I was thinking to be any kind of defender I need to research each of these occurrences for myself and get educated on all of the details, some of which become murky.   I hate that this is happening to our cities, to the black community, to good cops, to innocent people.  I sincerely want to help but hate virtue signaling.  I didn't make time to read about each of the shooting deaths in these last weeks following George Floyd, only Breonna's.  I'm still sick from the Floyd footage.  I never thought we'd wake up and watch Instagram videos of a man dying in real time.  I don't want to do it again.  I don't think it's healthy for us to get desensitized like that, however, it was necessary this time, I suppose. 

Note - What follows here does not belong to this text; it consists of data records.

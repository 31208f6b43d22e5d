use keytrans_directory::api::MgmtState;
use keytrans_directory::config::Config;
use keytrans_directory::{AppBuilder, adapters, telemetry};
use std::net::SocketAddr;
use tokio::sync::watch;
use tracing::Instrument;

#[tokio::main]
async fn main() -> anyhow::Result<()> {
    let config = Config::load();
    let telemetry_guard = telemetry::init_telemetry(&config.telemetry)?;

    keytrans_directory::setup_panic_hook();

    let boot_span = tracing::info_span!("boot_server");
    let (api_listener, mgmt_listener, app_router, mgmt_app, shutdown_tx, shutdown_rx, workers) = async {
        // Phase 1: infrastructure setup (resources).
        let pool = adapters::database::init_pool(&config.database.database_url).await?;
        keytrans_directory::run_migrations(&pool).await?;

        let (shutdown_tx, shutdown_rx) = watch::channel(false);
        keytrans_directory::spawn_signal_handler(shutdown_tx.clone());

        let counter_store = adapters::redis::RedisClient::new(&config.counter_store).await?;

        // Phase 2: component wiring (pure logic, no side effects).
        let app = AppBuilder::new(config.clone())
            .with_database(pool)
            .with_counter_store(counter_store)
            .with_shutdown_rx(shutdown_rx.clone())
            .initialize()
            .await?;

        // Phase 3: runtime setup (listeners and routers).
        let app_state = keytrans_directory::api::AppState {
            key_service: app.services.key_service,
            bundle_assembler: app.services.bundle_assembler,
            rate_limit_service: app.services.rate_limit_service,
            transparency_service: app.services.transparency_service,
            config: config.clone(),
        };
        let app_router = keytrans_directory::api::app_router(app_state, shutdown_rx.clone());
        let mgmt_app = keytrans_directory::api::mgmt_router(MgmtState { health_service: app.health_service });

        let api_addr: SocketAddr = format!("{}:{}", config.server.host, config.server.port).parse()?;
        let mgmt_addr: SocketAddr = format!("{}:{}", config.server.host, config.server.mgmt_port).parse()?;

        tracing::info!(address = %api_addr, "listening");
        tracing::info!(address = %mgmt_addr, "management server listening");

        let api_listener = tokio::net::TcpListener::bind(api_addr).await?;
        let mgmt_listener = tokio::net::TcpListener::bind(mgmt_addr).await?;

        Ok::<
            (
                tokio::net::TcpListener,
                tokio::net::TcpListener,
                axum::Router,
                axum::Router,
                watch::Sender<bool>,
                watch::Receiver<bool>,
                keytrans_directory::Workers,
            ),
            anyhow::Error,
        >((api_listener, mgmt_listener, app_router, mgmt_app, shutdown_tx, shutdown_rx, app.workers))
    }
    .instrument(boot_span)
    .await?;

    // Phase 4: start runtime (explicit spawning and listening).
    let worker_tasks = workers.spawn_all(shutdown_rx.clone());

    let mut api_rx = shutdown_rx.clone();
    let api_server = axum::serve(api_listener, app_router.into_make_service_with_connect_info::<SocketAddr>())
        .with_graceful_shutdown(async move {
            let _ = api_rx.wait_for(|&s| s).await;
        });

    let mut mgmt_rx = shutdown_rx.clone();
    let mgmt_server = axum::serve(mgmt_listener, mgmt_app.into_make_service_with_connect_info::<SocketAddr>())
        .with_graceful_shutdown(async move {
            let _ = mgmt_rx.wait_for(|&s| s).await;
        });

    if let Err(e) = tokio::try_join!(api_server, mgmt_server) {
        tracing::error!(error = %e, "server error");
    }

    // Phase 5: graceful shutdown orchestration.
    let _ = shutdown_tx.send(true);
    tokio::select! {
        () = async {
            futures::future::join_all(worker_tasks).await;
        } => {
            tracing::info!("background tasks finished");
        }
        () = tokio::time::sleep(std::time::Duration::from_secs(config.server.shutdown_timeout_secs)) => {
            tracing::warn!("timeout waiting for background tasks to finish");
        }
    }

    telemetry_guard.shutdown();
    Ok(())
}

But I may have changed my mind about the responsibility to bury myself in all the minutia.  I don't think that helps anyone in the end.  In these photos I see good, hard working people taking a pause, which helps me to understand the importance and complexity of this issue, much more than a hundred newspaper articles.  I hope the honest, respectable cops and folks living in those affected communities  can get together and discuss what needs to be done.  I will be right there if anyone should ever ask for my help or to get involved, but there are more than enough social justice warriors in this town right now, armed and ready.  

I was greeted after work with a Chopped basket featuring unripe pears, baby peppers, boneless chicken thighs and spinach.  I roasted and stuffed the peppers with pepperjack and pepperoni as an appetizer.  I made a nice stir fry with the chicken, pears and spinach and brown rice.  I figure living a good life is as good a service as anything I can contribute right now.